Sisters in and out of love.
Meghann Dontess is a high-powered matrimonial lawyer in Seattle who prefers sex with strangers to emotional intimacy: a strategy bound to backfire sooner or later, warns her tough-talking shrink. It’s advice Meghann decides to ignore, along with the memories of her difficult childhood, neglectful mother, and younger sister. Though she managed to reunite Claire with Sam Cavenaugh (her father but not Meghann’s) when her mother abandoned both girls long ago, Meghann still feels guilty that her sister’s life doesn’t measure up, at least on her terms. Never married, Claire ekes out a living running a country campground with her dad and is raising her six-year-old daughter on her own. When she falls in love for the first time with an up-and-coming country musician, Meghann is appalled: Bobby Austin is a three-time loser at marriage—how on earth can Claire be so blind? Bobby’s blunt explanation doesn’t exactly satisfy the concerned big sister, who busies herself planning Claire’s dream wedding anyway.
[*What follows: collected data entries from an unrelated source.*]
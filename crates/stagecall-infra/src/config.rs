//! Runtime configuration loaded from the environment.
//!
//! All knobs are read once at startup into [`RuntimeConfig`] and
//! validated there: unrecognized provider preferences and unparsable
//! numeric values are rejected immediately rather than silently
//! defaulting. API keys are wrapped in [`SecretString`] so they never
//! appear in Debug output or logs.

use secrecy::SecretString;

use stagecall_types::error::ConfigError;
use stagecall_types::speech::SpeechPreference;

/// Default ElevenLabs voice ("Rachel").
pub const DEFAULT_ELEVENLABS_VOICE_ID: &str = "21m00Tcm4TlvDq8ikWAM";

/// Default OpenAI TTS voice.
pub const DEFAULT_OPENAI_TTS_VOICE: &str = "alloy";

/// Default chat-completion model.
pub const DEFAULT_CHAT_MODEL: &str = "gpt-4o-mini";

/// Startup configuration for the engine and delivery layer.
#[derive(Debug)]
pub struct RuntimeConfig {
    /// Chat credential; also the secondary speech credential.
    pub openai_api_key: Option<SecretString>,
    /// Primary speech credential.
    pub elevenlabs_api_key: Option<SecretString>,
    pub elevenlabs_voice_id: String,
    pub openai_tts_voice: String,
    pub chat_model: String,
    /// Which speech provider to try first.
    pub preference: SpeechPreference,
    /// Also fall back on 5xx statuses from the primary speech provider.
    pub fallback_on_server_error: bool,
    /// Prefix for audio references; empty yields origin-relative paths.
    pub public_base_url: String,
    /// Intro clip played at the start of a phone call.
    pub intro_mp3_url: Option<String>,
    pub history_window: usize,
    pub max_sessions: usize,
    pub tts_max_chars: usize,
    pub reply_max_tokens: u32,
    pub reply_temperature: f64,
    pub scenes_path: String,
}

impl RuntimeConfig {
    /// Load from the process environment.
    pub fn from_env() -> Result<Self, ConfigError> {
        // NotUnicode values are treated as absent; credentials must be
        // valid strings anyway.
        Self::from_lookup(|key| std::env::var(key).ok())
    }

    /// Load from an arbitrary lookup function (injectable for tests).
    pub fn from_lookup(lookup: impl Fn(&str) -> Option<String>) -> Result<Self, ConfigError> {
        let preference = match lookup("SPEECH_PROVIDER") {
            Some(raw) => raw.parse().map_err(|message| ConfigError::Invalid {
                var: "SPEECH_PROVIDER".to_string(),
                message,
            })?,
            None => SpeechPreference::default(),
        };

        Ok(Self {
            openai_api_key: lookup("OPENAI_API_KEY").map(SecretString::from),
            elevenlabs_api_key: lookup("ELEVENLABS_API_KEY").map(SecretString::from),
            elevenlabs_voice_id: lookup("ELEVENLABS_VOICE_ID")
                .unwrap_or_else(|| DEFAULT_ELEVENLABS_VOICE_ID.to_string()),
            openai_tts_voice: lookup("OPENAI_TTS_VOICE")
                .unwrap_or_else(|| DEFAULT_OPENAI_TTS_VOICE.to_string()),
            chat_model: lookup("CHAT_MODEL").unwrap_or_else(|| DEFAULT_CHAT_MODEL.to_string()),
            preference,
            fallback_on_server_error: parse_or(&lookup, "SPEECH_FALLBACK_ON_5XX", false)?,
            public_base_url: lookup("PUBLIC_BASE_URL").unwrap_or_default(),
            intro_mp3_url: lookup("INTRO_MP3_URL").filter(|url| !url.is_empty()),
            history_window: parse_or(&lookup, "HISTORY_WINDOW", 10)?,
            max_sessions: parse_or(&lookup, "MAX_SESSIONS", 1024)?,
            tts_max_chars: parse_or(&lookup, "TTS_MAX_CHARS", 4000)?,
            reply_max_tokens: parse_or(&lookup, "REPLY_MAX_TOKENS", 120)?,
            reply_temperature: parse_or(&lookup, "REPLY_TEMPERATURE", 0.7)?,
            scenes_path: lookup("SCENES_PATH").unwrap_or_else(|| "scenes/call.json".to_string()),
        })
    }

    /// Fail fast when no speech provider has credentials.
    ///
    /// Called at startup so the condition surfaces before any request
    /// is served, never as a per-request silent failure.
    pub fn ensure_speech_credentials(&self) -> Result<(), ConfigError> {
        if self.elevenlabs_api_key.is_none() && self.openai_api_key.is_none() {
            return Err(ConfigError::NoSpeechCredentials);
        }
        Ok(())
    }
}

fn parse_or<T: std::str::FromStr>(
    lookup: &impl Fn(&str) -> Option<String>,
    var: &str,
    default: T,
) -> Result<T, ConfigError>
where
    T::Err: std::fmt::Display,
{
    match lookup(var) {
        Some(raw) => raw.parse().map_err(|err: T::Err| ConfigError::Invalid {
            var: var.to_string(),
            message: err.to_string(),
        }),
        None => Ok(default),
    }
}
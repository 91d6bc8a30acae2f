//! Twilio voice webhook handlers.
//!
//! Endpoints:
//! - POST /voice     - Call entry point, returns the opening TwiML
//! - POST /voice/act - Speech result webhook, returns the reply TwiML
//!
//! Twilio submits webhooks as form data and expects `text/xml` TwiML
//! back. Sessions are keyed by call SID, so each caller gets their own
//! conversation thread.

use axum::Form;
use axum::extract::State;
use axum::http::header;
use axum::response::{IntoResponse, Response};
use serde::Deserialize;

use crate::http::error::AppError;
use crate::state::AppState;

/// Spoken while the gather waits for the caller.
const GATHER_PROMPT: &str = "När musiken tystnar, tala fritt.";

/// Session key when Twilio omits the call SID.
const DEFAULT_CALL_SESSION: &str = "call";

/// POST /voice - Answer an incoming call.
///
/// Plays the intro clip when one is configured, then gathers speech
/// and posts the transcript to `/voice/act`.
pub async fn voice(State(state): State<AppState>) -> Response {
    let mut twiml = String::from("<?xml version=\"1.0\" encoding=\"UTF-8\"?><Response>");
    if let Some(intro) = &state.intro_mp3_url {
        twiml.push_str("<Play>");
        twiml.push_str(&xml_escape(intro));
        twiml.push_str("</Play>");
    }
    twiml.push_str(
        "<Gather input=\"speech\" action=\"/voice/act\" method=\"POST\" speechTimeout=\"auto\">",
    );
    twiml.push_str("<Say language=\"sv-SE\" voice=\"Polly.Mattias\">");
    twiml.push_str(&xml_escape(GATHER_PROMPT));
    twiml.push_str("</Say></Gather></Response>");

    xml_response(twiml)
}

#[derive(Debug, Deserialize)]
pub struct VoiceActForm {
    #[serde(rename = "CallSid", default)]
    pub call_sid: Option<String>,
    #[serde(rename = "SpeechResult", default)]
    pub speech_result: Option<String>,
}

/// POST /voice/act - Respond to one gathered utterance.
pub async fn voice_act(
    State(state): State<AppState>,
    Form(form): Form<VoiceActForm>,
) -> Result<Response, AppError> {
    let session_id = form
        .call_sid
        .filter(|sid| !sid.trim().is_empty())
        .unwrap_or_else(|| DEFAULT_CALL_SESSION.to_string());
    let utterance = form.speech_result.unwrap_or_default();

    let line = state.engine.respond(&session_id, &utterance, None).await?;

    let twiml = format!(
        "<?xml version=\"1.0\" encoding=\"UTF-8\"?><Response><Play>{}</Play><Hangup/></Response>",
        xml_escape(&line.audio_url)
    );
    Ok(xml_response(twiml))
}

fn xml_response(twiml: String) -> Response {
    ([(header::CONTENT_TYPE, "text/xml")], twiml).into_response()
}

/// Escape text for embedding in TwiML element content.
fn xml_escape(text: &str) -> String {
    let mut escaped = String::with_capacity(text.len());
    for ch in text.chars() {
        match ch {
            '&' => escaped.push_str("&amp;"),
            '<' => escaped.push_str("&lt;"),
            '>' => escaped.push_str("&gt;"),
            '"' => escaped.push_str("&quot;"),
            '\'' => escaped.push_str("&apos;"),
            other => escaped.push(other),
        }
    }
    escaped
}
And, to relieve the stress, she beds various guys she picks up in bars, including Dr. Joe Wyatt, a neurosurgeon turned homeless drifter after the demise of his beloved wife Diane (whom he euthanized). When Claire’s awful headache turns out to be a kind of brain tumor known among neurologists as a “terminator,” Joe rallies. Turns out that Claire had befriended his wife on her deathbed, and now in turn he must try to save her. Is it too late? Will Meghann find true love at last?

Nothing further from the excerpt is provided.